[RECORD EXCERPTS Boundary: Start]
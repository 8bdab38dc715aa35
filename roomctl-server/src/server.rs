//! Assembling and running the server.

use std::net::SocketAddr;
use std::sync::Arc;

use roomctl_discovery::{NetworkLocator, TcpProbe};
use roomctl_drivers::BridgeBackend;
use roomctl_state::{
    DefaultDriverFactory, DeviceRegistry, DeviceService, MemoryRegistry, RefreshSchedule,
    StatePoller,
};
use tokio::sync::mpsc;
use tokio::task::JoinHandle;

use crate::broadcaster::{spawn_event_bridge, Broadcaster};
use crate::config::ServerConfig;
use crate::error::ServerError;
use crate::routes::{routes, AppState};

/// A running HTTP + realtime server with its background tasks.
///
/// # Example
///
/// ```no_run
/// # use roomctl_server::{RoomServer, ServerConfig};
/// # #[tokio::main]
/// # async fn main() -> anyhow::Result<()> {
/// let server = RoomServer::start(ServerConfig::default()).await?;
/// println!("listening on {}", server.local_addr());
/// tokio::signal::ctrl_c().await?;
/// server.shutdown().await;
/// # Ok(())
/// # }
/// ```
pub struct RoomServer {
    local_addr: SocketAddr,
    service: Arc<DeviceService>,
    broadcaster: Arc<Broadcaster>,
    shutdown_tx: Option<mpsc::Sender<()>>,
    server_handle: Option<JoinHandle<()>>,
    bridge_handle: JoinHandle<()>,
    refresh: Option<RefreshSchedule>,
    poller: Option<StatePoller>,
}

impl RoomServer {
    /// Build every component from `config`, bind, and start the schedules.
    pub async fn start(config: ServerConfig) -> Result<Self, ServerError> {
        let registry: Arc<dyn DeviceRegistry> = match &config.data_file {
            Some(path) => {
                tracing::info!(path = %path.display(), "loading device registry");
                Arc::new(MemoryRegistry::open(path).await?)
            }
            None => Arc::new(MemoryRegistry::new()),
        };

        let locator = NetworkLocator::new(config.locator_config()).with_service_probe(Arc::new(
            TcpProbe::new(config.mdc_port, config.locator_config().probe_timeout),
        ));

        let mut drivers =
            DefaultDriverFactory::new(config.mdc_settings()).with_wol_target(config.wol_broadcast);
        if let Some(url) = &config.lighting_bridge_url {
            let backend = BridgeBackend::new(url.as_str())?;
            drivers = drivers.with_lighting(Arc::new(backend), config.light_credentials());
        } else {
            tracing::info!("no lighting bridge configured, light commands will fail");
        }

        let service = Arc::new(DeviceService::new(
            registry,
            Arc::new(locator),
            Arc::new(drivers),
            config.service_config(),
        ));

        let mut server = Self::bind(config.bind_addr(), service.clone(), config.subscriber_buffer)?;
        server.refresh = RefreshSchedule::start(service.clone(), config.refresh_interval());
        server.poller = StatePoller::start(service, config.state_poll_interval());
        Ok(server)
    }

    /// Serve `service` on `addr` without any schedules.
    ///
    /// Must be called from within a tokio runtime.
    pub fn bind(
        addr: SocketAddr,
        service: Arc<DeviceService>,
        subscriber_buffer: usize,
    ) -> Result<Self, ServerError> {
        let broadcaster = Arc::new(Broadcaster::new(subscriber_buffer));
        let bridge_handle = spawn_event_bridge(service.clone(), broadcaster.clone());
        let state = AppState::new(service.clone(), broadcaster.clone());

        let (shutdown_tx, mut shutdown_rx) = mpsc::channel::<()>(1);
        let (local_addr, server) = warp::serve(routes(state))
            .try_bind_with_graceful_shutdown(addr, async move {
                shutdown_rx.recv().await;
            })
            .map_err(|source| {
                bridge_handle.abort();
                ServerError::Bind { addr, source }
            })?;

        tracing::info!(%local_addr, "roomctl server listening");
        let server_handle = tokio::spawn(server);

        Ok(Self {
            local_addr,
            service,
            broadcaster,
            shutdown_tx: Some(shutdown_tx),
            server_handle: Some(server_handle),
            bridge_handle,
            refresh: None,
            poller: None,
        })
    }

    pub fn local_addr(&self) -> SocketAddr {
        self.local_addr
    }

    pub fn service(&self) -> &Arc<DeviceService> {
        &self.service
    }

    pub fn broadcaster(&self) -> &Arc<Broadcaster> {
        &self.broadcaster
    }

    /// Stop the schedules, then the HTTP server.
    ///
    /// In-flight requests finish; open WebSocket sessions are closed.
    pub async fn shutdown(mut self) {
        if let Some(refresh) = self.refresh.take() {
            refresh.stop().await;
        }
        if let Some(poller) = self.poller.take() {
            poller.stop().await;
        }

        if let Some(tx) = self.shutdown_tx.take() {
            let _ = tx.send(()).await;
        }
        self.bridge_handle.abort();
        self.broadcaster.close_all();
        if let Some(handle) = self.server_handle.take() {
            let _ = handle.await;
        }
        tracing::info!("roomctl server stopped");
    }
}
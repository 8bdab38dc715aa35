//! Error types for address resolution.

use crate::mac::MacAddr;

/// Error type for locator operations.
#[derive(Debug, thiserror::Error)]
pub enum LocatorError {
    /// Neither resolution strategy produced a match
    #[error("MAC address {mac} not found on network")]
    NotFound { mac: MacAddr },

    /// Input could not be parsed as a hardware address
    #[error("Invalid MAC address: {0}")]
    InvalidMac(String),

    /// Input could not be parsed as a /24 subnet
    #[error("Invalid subnet: {0}")]
    InvalidSubnet(String),

    /// The OS address-resolution cache could not be read
    #[error("Address-resolution cache unavailable: {0}")]
    ArpUnavailable(String),

    #[error("Network I/O error: {0}")]
    Io(#[from] std::io::Error),
}

/// Convenience Result type alias for locator operations.
pub type Result<T> = std::result::Result<T, LocatorError>;
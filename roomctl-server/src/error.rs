//! Mapping core errors onto HTTP responses.

use std::convert::Infallible;

use roomctl_discovery::LocatorError;
use roomctl_drivers::DriverError;
use roomctl_state::{RegistryError, StateError};
use serde::Serialize;
use warp::http::StatusCode;

/// A core error carried through warp's rejection system.
#[derive(Debug)]
pub struct ApiError(pub StateError);

impl warp::reject::Reject for ApiError {}

impl ApiError {
    pub fn reject(error: impl Into<StateError>) -> warp::Rejection {
        warp::reject::custom(ApiError(error.into()))
    }

    /// HTTP status for this error.
    pub fn status(&self) -> StatusCode {
        match &self.0 {
            StateError::NotFound(_) => StatusCode::NOT_FOUND,
            StateError::Conflict(_) | StateError::Validation(_) => StatusCode::BAD_REQUEST,
            StateError::Driver(e) => match e {
                DriverError::Vendor { .. } => StatusCode::INTERNAL_SERVER_ERROR,
                DriverError::TransientNetwork(_) | DriverError::Protocol(_) => {
                    StatusCode::BAD_GATEWAY
                }
                DriverError::Unsupported(_) | DriverError::InvalidConfig(_) => {
                    StatusCode::BAD_REQUEST
                }
            },
            StateError::Locator(LocatorError::NotFound { .. }) => StatusCode::NOT_FOUND,
            StateError::Locator(LocatorError::InvalidMac(_) | LocatorError::InvalidSubnet(_)) => {
                StatusCode::BAD_REQUEST
            }
            StateError::Locator(_) | StateError::Registry(_) => StatusCode::INTERNAL_SERVER_ERROR,
        }
    }

    fn body(&self) -> ErrorBody {
        match &self.0 {
            StateError::Driver(DriverError::Vendor { message }) => ErrorBody {
                message: "Device backend reported a failure".to_string(),
                details: Some(message.clone()),
            },
            other => ErrorBody {
                message: other.to_string(),
                details: None,
            },
        }
    }
}

impl From<StateError> for ApiError {
    fn from(error: StateError) -> Self {
        ApiError(error)
    }
}

impl From<RegistryError> for ApiError {
    fn from(error: RegistryError) -> Self {
        ApiError(error.into())
    }
}

#[derive(Debug, Serialize)]
pub struct ErrorBody {
    pub message: String,
    #[serde(skip_serializing_if = "Option::is_none")]
    pub details: Option<String>,
}

/// Errors that stop the server from starting.
#[derive(Debug, thiserror::Error)]
pub enum ServerError {
    #[error("Failed to bind {addr}: {source}")]
    Bind {
        addr: std::net::SocketAddr,
        #[source]
        source: warp::Error,
    },

    #[error("Failed to open device registry: {0}")]
    Registry(#[from] RegistryError),

    #[error("Invalid driver configuration: {0}")]
    Driver(#[from] DriverError),
}

/// Handle rejections and convert them to JSON responses.
pub async fn handle_rejection(
    err: warp::Rejection,
) -> Result<impl warp::Reply, Infallible> {
    let (code, body) = if let Some(api) = err.find::<ApiError>() {
        if api.status().is_server_error() {
            tracing::warn!(error = %api.0, "request failed");
        }
        (api.status(), api.body())
    } else if err.is_not_found() {
        (StatusCode::NOT_FOUND, message("Not found"))
    } else if let Some(e) = err.find::<warp::filters::body::BodyDeserializeError>() {
        (StatusCode::BAD_REQUEST, message(&e.to_string()))
    } else if err.find::<warp::reject::InvalidQuery>().is_some() {
        (StatusCode::BAD_REQUEST, message("Invalid query string"))
    } else if err.find::<warp::reject::MethodNotAllowed>().is_some() {
        (StatusCode::METHOD_NOT_ALLOWED, message("Method not allowed"))
    } else {
        tracing::error!(rejection = ?err, "unhandled rejection");
        (StatusCode::INTERNAL_SERVER_ERROR, message("Internal server error"))
    };

    Ok(warp::reply::with_status(warp::reply::json(&body), code))
}

fn message(text: &str) -> ErrorBody {
    ErrorBody {
        message: text.to_string(),
        details: None,
    }
}

#[cfg(test)]
mod tests {
    use super::*;
    use rstest::rstest;

    #[rstest]
    #[case(StateError::NotFound("Device not found".into()), StatusCode::NOT_FOUND)]
    #[case(StateError::Conflict("Device already exists".into()), StatusCode::BAD_REQUEST)]
    #[case(StateError::Validation("IP or MAC required".into()), StatusCode::BAD_REQUEST)]
    #[case(StateError::Driver(DriverError::TransientNetwork("timeout".into())), StatusCode::BAD_GATEWAY)]
    #[case(StateError::Driver(DriverError::vendor("offline")), StatusCode::INTERNAL_SERVER_ERROR)]
    #[case(StateError::Driver(DriverError::Unsupported("off")), StatusCode::BAD_REQUEST)]
    fn test_status_mapping(#[case] error: StateError, #[case] expected: StatusCode) {
        assert_eq!(ApiError(error).status(), expected);
    }

    #[test]
    fn test_vendor_message_goes_to_details() {
        let body = ApiError(StateError::Driver(DriverError::vendor("Device offline"))).body();
        assert_eq!(body.details.as_deref(), Some("Device offline"));
    }
}
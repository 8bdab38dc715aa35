//! Device categories

use std::fmt;
use std::str::FromStr;

use serde::{Deserialize, Deserializer, Serialize, Serializer};

use crate::error::StateError;

/// The fixed set of device kinds.
///
/// On the wire a category is the string `"1"` to `"4"`; bare integers are
/// accepted on input because older clients send them.
#[derive(Debug, Clone, Copy, PartialEq, Eq, Hash)]
pub enum Category {
    Display,
    Computer,
    Light,
    Projector,
}

impl Category {
    pub const ALL: [Category; 4] = [
        Category::Display,
        Category::Computer,
        Category::Light,
        Category::Projector,
    ];

    pub fn code(&self) -> &'static str {
        match self {
            Category::Display => "1",
            Category::Computer => "2",
            Category::Light => "3",
            Category::Projector => "4",
        }
    }

    /// Whether listings carry a live `state` for this category.
    pub fn has_live_state(&self) -> bool {
        matches!(self, Category::Display)
    }

    /// Whether power commands make a hardware round-trip over MDC.
    pub fn uses_mdc(&self) -> bool {
        matches!(self, Category::Display | Category::Projector)
    }
}

impl FromStr for Category {
    type Err = StateError;

    fn from_str(s: &str) -> Result<Self, Self::Err> {
        match s.trim() {
            "1" => Ok(Category::Display),
            "2" => Ok(Category::Computer),
            "3" => Ok(Category::Light),
            "4" => Ok(Category::Projector),
            _ => Err(StateError::Validation(
                "Category needs to be 1, 2, 3 or 4".to_string(),
            )),
        }
    }
}

impl fmt::Display for Category {
    fn fmt(&self, f: &mut fmt::Formatter<'_>) -> fmt::Result {
        f.write_str(self.code())
    }
}

impl Serialize for Category {
    fn serialize<S: Serializer>(&self, serializer: S) -> Result<S::Ok, S::Error> {
        serializer.serialize_str(self.code())
    }
}

impl<'de> Deserialize<'de> for Category {
    fn deserialize<D: Deserializer<'de>>(deserializer: D) -> Result<Self, D::Error> {
        #[derive(Deserialize)]
        #[serde(untagged)]
        enum Raw {
            Text(String),
            Number(u64),
        }

        let code = match Raw::deserialize(deserializer)? {
            Raw::Text(s) => s,
            Raw::Number(n) => n.to_string(),
        };
        code.parse().map_err(serde::de::Error::custom)
    }
}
[RECORD EXCERPTS Boundary: End]
**TASK ITEM:** In the entries above, find the line with "DriverError::Unsupported(_) | DriverError::InvalidConfig(_)" and the line with "impl From<StateError> for", then restate word for word both of them and every line between, with nothing more.

**WRITTEN ANSWER:**
                DriverError::Unsupported(_) | DriverError::InvalidConfig(_) => {
                    StatusCode::BAD_REQUEST
                }
            },
            StateError::Locator(LocatorError::NotFound { .. }) => StatusCode::NOT_FOUND,
            StateError::Locator(LocatorError::InvalidMac(_) | LocatorError::InvalidSubnet(_)) => {
                StatusCode::BAD_REQUEST
            }
            StateError::Locator(_) | StateError::Registry(_) => StatusCode::INTERNAL_SERVER_ERROR,
        }
    }

    fn body(&self) -> ErrorBody {
        match &self.0 {
            StateError::Driver(DriverError::Vendor { message }) => ErrorBody {
                message: "Device backend reported a failure".to_string(),
                details: Some(message.clone()),
            },
            other => ErrorBody {
                message: other.to_string(),
                details: None,
            },
        }
    }
}

impl From<StateError> for ApiError {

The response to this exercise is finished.